OP-ED: We are the Very Limits of the Rule of Law We Like to Complain About

A few months ago, I travelled through central Rwanda in a coterie of Ugandan residents who for two days endlessly praised the Rwandan government for their clean and organised streets and the country’s zero tolerance for corruption.

They decried the state of corruption on their side of the border and its ramifications on the country’s economic development. In a perfect play of irony, these plaudits for Rwanda’s aggressive corruption-fighting policies came to an end when our driver’s permit was confiscated and he was charged a moderately hefty fee for driving above the speed limit.

Quickly, praises turned into indignation when his Ugandan expertise in the finesse of police “negotiations” refused to work and we had to drive 20 minutes to the Uganda-Rwanda border to pay our fines in silent acquiescence. I could hear my fellow passengers exclaim, “If we were in Uganda, we could have paid a 10,000shs bribe and been off on our way.”

This incident gave me much to ponder about the people, systems, and institutions that feed the “corruption machine” in many African states. The word has become so common on the streets that one could easily think that corruption is a feral alien beast whose origins we have never known.
Over time, the “bribe culture” has become very rampant within public offices and has now pervaded the private sector so much so that booking a doctor’s appointment or applying for schools, even with perfect grades, cannot be done without paying under-the-table bribes.

In many African countries where corruption is prevalent, people remain deprived of basic services and utilities and lack equity in access to opportunity while those who occupy civil and private offices make extra money from exorbitant bribes that either supplement their income or make up for abysmal salaries.

According to Transparency International’s People and Corruption: Africa Survey 2015 report, it was found that nearly 75 million people in sub-Saharan Africa paid a bribe between March 2014 and September 2015. Of that number, only one in ten people who paid a bribe actually reported it and in Liberia, the report found that nearly seven in ten people had paid a bribe.

We often complain about the lack of institutional accountability and weak enactment of laws that can tame this corruption beast. However, what we refuse to acknowledge is the part we play in feeding this beast and keeping it alive.

All things considered, this is a complex issue that should take into account many recommendations on improving progress on anti-corruption measures: ethical leadership standards, severe penalties for those who flout the law, institutional compliance of anti-corruption legislation, auditing of due diligence in public and private businesses, and grassroots education on anti-corruption measures.

However, we have to realise that, with all or other things being equal, every time we pay a bribe or buy into a corrupt transaction, we perpetuate the same flawed culture we like to complain about.

There has been a lot of frustration on the lack of progress against corruption across the sub-Saharan Africa region. Corruption indices continue to focus on top-down measures that target central and local governments’ roles in expunging corrupt systems while ignoring the vital role that people at the grassroots can play in shifting and eradicating the corruption culture.

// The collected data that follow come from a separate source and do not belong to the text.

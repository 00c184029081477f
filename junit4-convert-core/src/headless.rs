// junit4-convert-core/src/headless.rs
//! Convenience wrapper for one-shot, non-interactive conversion of a string.

use anyhow::Result;

use crate::config::RuleSet;
use crate::engine::ConversionEngine;
use crate::engines::regex_engine::RegexEngine;
use crate::text::normalize_line_endings;

/// Converts `content` with a freshly built engine and returns the new text.
///
/// Line endings are normalized first, the same way the CLI does when it
/// reads a file.
///
/// # Arguments
///
/// * `rule_set` - The rule set to convert with, usually
///   [`RuleSet::load_default_rules`].
/// * `content` - The source text.
/// * `source_id` - A stable identifier for the input (file path or pseudo id).
pub fn headless_convert_string(rule_set: RuleSet, content: &str, source_id: &str) -> Result<String> {
    let engine = RegexEngine::new(rule_set)?;
    let normalized = normalize_line_endings(content);
    let (converted, _) = engine.convert(&normalized, source_id)?;
    Ok(converted)
}

#[cfg(test)]
mod tests {
    use super::*;

    #[test]
    fn test_headless_convert_string_handles_crlf() -> Result<()> {
        let content = "import junit.framework.TestCase;\r\npublic class FooTest extends TestCase {\r\n  public void testBar() {}\r\n}";
        let converted = headless_convert_string(RuleSet::load_default_rules()?, content, "test_input")?;

        assert!(!converted.contains('\r'));
        assert!(converted.contains("public class FooTest {\n"));
        assert!(converted.contains("\t@Test\n    public void testBar() {}\n"));
        Ok(())
    }

    #[test]
    fn test_headless_with_empty_rule_set_only_touches_imports() -> Result<()> {
        let converted = headless_convert_string(RuleSet::default(), "class A {}\n", "empty")?;
        assert_eq!(converted, "class A {}\n");
        Ok(())
    }
}
// junit4-convert/src/cli.rs
//! This file defines the command-line interface (CLI) for the junit4-convert
//! application and its arguments.
//! License: MIT OR Apache-2.0

use clap::Parser;
use std::path::PathBuf;

/// Top-level CLI definition.
#[derive(Parser, Debug)]
#[command(
    name = "junit4-convert",
    version = env!("CARGO_PKG_VERSION"),
    about = "Convert a JUnit 3 test class to JUnit 4 annotations",
    long_about = "junit4-convert rewrites a single JUnit 3 test class into its JUnit 4 form: it adds the org.junit imports, annotates test, setUp and tearDown methods, drops the TestCase inheritance and legacy imports, and removes constructors that only forward to super(...). The result is printed to stdout unless --in-place is given.",
    arg_required_else_help = true,
)]
pub struct Cli {
    /// Java source file to convert.
    #[arg(
        long = "file",
        short = 'f',
        value_name = "FILE",
        required_unless_present = "list_rules",
        help = "Java source file to convert."
    )]
    pub file: Option<PathBuf>,

    /// Write the result back into the source file.
    #[arg(long = "in-place", short = 'i', help = "Overwrite the source file with the converted text instead of printing it.")]
    pub in_place: bool,

    /// Show a unified diff to highlight the changes made.
    #[arg(long, short = 'D', help = "Show a unified diff between the original and the converted text.")]
    pub diff: bool,

    /// Suppress the conversion summary.
    #[arg(long = "no-summary", help = "Suppress the conversion summary printed to stderr.")]
    pub no_summary: bool,

    /// Print the built-in rules and exit.
    #[arg(long = "list-rules", help = "Print the built-in conversion rules in application order and exit.")]
    pub list_rules: bool,

    /// Disable informational messages
    #[arg(long, short = 'q', help = "Suppress all informational and debug messages.")]
    pub quiet: bool,

    /// Enable debug logging (overrides RUST_LOG)
    #[arg(long, short = 'd', conflicts_with = "quiet", help = "Enable debug logging.")]
    pub debug: bool,
}

impl Cli {
    /// The log level requested on the command line, if any.
    pub fn log_level(&self) -> Option<log::LevelFilter> {
        if self.quiet {
            Some(log::LevelFilter::Off)
        } else if self.debug {
            Some(log::LevelFilter::Debug)
        } else {
            None
        }
    }
}

#[cfg(test)]
mod tests {
    use super::*;
    use clap::CommandFactory;

    #[test]
    fn test_cli_definition_is_consistent() {
        Cli::command().debug_assert();
    }

    #[test]
    fn test_file_is_required_without_list_rules() {
        assert!(Cli::try_parse_from(["junit4-convert", "--in-place"]).is_err());
        assert!(Cli::try_parse_from(["junit4-convert", "--list-rules"]).is_ok());
    }

    #[test]
    fn test_quiet_and_debug_conflict() {
        assert!(Cli::try_parse_from(["junit4-convert", "-f", "A.java", "-q", "-d"]).is_err());
    }

    #[test]
    fn test_log_level_mapping() {
        let cli = Cli::try_parse_from(["junit4-convert", "-f", "A.java", "-d"]).unwrap();
        assert_eq!(cli.log_level(), Some(log::LevelFilter::Debug));
        let cli = Cli::try_parse_from(["junit4-convert", "-f", "A.java", "--quiet"]).unwrap();
        assert_eq!(cli.log_level(), Some(log::LevelFilter::Off));
        let cli = Cli::try_parse_from(["junit4-convert", "--file", "A.java"]).unwrap();
        assert_eq!(cli.log_level(), None);
        assert_eq!(cli.file.as_deref(), Some(std::path::Path::new("A.java")));
    }
}
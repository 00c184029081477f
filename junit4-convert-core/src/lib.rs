// junit4-convert-core/src/lib.rs
//! # junit4-convert Core Library
//!
//! `junit4-convert-core` holds the platform-independent logic that rewrites
//! JUnit 3 test classes (inheritance from `TestCase`, `test*` naming,
//! `setUp`/`tearDown` overrides) into JUnit 4 annotated classes.
//!
//! Conversion is plain text rewriting: there is no Java parser. A file goes
//! through three stages, always in this order:
//!
//! 1. **Import injection** ([`inject_imports`]): the JUnit 4 imports are
//!    inserted after the last existing import statement.
//! 2. **Rule engine** ([`RegexEngine::apply_rules`]): an ordered list of
//!    multiline regex substitutions, each applied globally to the output of
//!    the previous one.
//! 3. **Constructor stripping** ([`strip_super_constructors`]): constructors
//!    of the first declared class whose body is only a `super(...)` call are
//!    removed.
//!
//! The library does no I/O; reading and writing files is the caller's job.
//!
//! ## Modules
//!
//! * `config`: `RewriteRule`, `RuleSet`, the embedded default rule table and its validation.
//! * `rules`: compiles rules into regexes, keeping declaration order.
//! * `engine`: the `ConversionEngine` trait.
//! * `engines`: concrete engines (`RegexEngine`).
//! * `imports`: the import block and its insertion.
//! * `constructor`: type name detection and constructor removal.
//! * `report`: what a conversion did.
//! * `text`: line-ending normalization.
//! * `headless`: one-shot string conversion.
//!
//! ## Usage Example
//!
//! ```rust
//! use junit4_convert_core::{headless_convert_string, RuleSet};
//! use anyhow::Result;
//!
//! fn main() -> Result<()> {
//!     let input = "import junit.framework.TestCase;\n\
//!                  public class FooTest extends TestCase {\n\
//!                  \x20   public void testBar() {}\n\
//!                  }\n";
//!
//!     let converted = headless_convert_string(RuleSet::load_default_rules()?, input, "FooTest.java")?;
//!
//!     assert!(converted.contains("import org.junit.Test;"));
//!     assert!(converted.contains("\t@Test\n    public void testBar()"));
//!     assert!(!converted.contains("extends TestCase"));
//!     Ok(())
//! }
//! ```
//!
//! License: MIT OR Apache-2.0

pub mod config;
pub mod constructor;
pub mod engine;
pub mod engines;
pub mod errors;
pub mod headless;
pub mod imports;
pub mod report;
pub mod rules;
pub mod text;

pub use config::{validate_rules, RewriteRule, RuleKind, RuleSet, RuleSummaryItem, MAX_PATTERN_LENGTH};
pub use errors::ConvertError;

pub use engine::ConversionEngine;
pub use engines::regex_engine::RegexEngine;

pub use constructor::{detect_type_name, strip_super_constructors, StrippedConstructors};
pub use imports::{find_insertion_point, inject_imports, ImportBlock};
pub use report::ConversionReport;
pub use text::normalize_line_endings;

pub use headless::headless_convert_string;

pub use rules::compiler::{compile_rules, CompiledRule, CompiledRules};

This cultural shift would require that we at the bottom of the totem pole be ready to deal with the alternative to this system: that we be ready to pay fines when charged by authorities, stand in queues for services to be delivered, or only access transparent opportunities that are conducted ‘over-the-table.’

Given time, I hope that individuals, civil society organisations, or government institutions can create online or mobile accountability platforms, such as India’s ipaidabribe, that allow people to anonymously report incidences of corruption, seek legal counsel, or file claims against public and private businesses or officers.

Corruption remains a great impediment to economic growth on the continent but each time we refuse to pay a bribe, we become one less person keeping the corruption machine alive.

Featured image of “Cold Water” by Frank Dwuye, courtesy of Jim Tuttle.

Doreen Ndishabandi

Doreen Ndishabandi is a Government Relations Analyst for an NGO in Rwanda. She previously served with the United States Peace Corps in Belize as a Community Health Educator and interned with the World Justice Project, Youth Action Africa, and the Supreme Court of Rwanda. All views expressed are her own and not of any organizations mentioned above.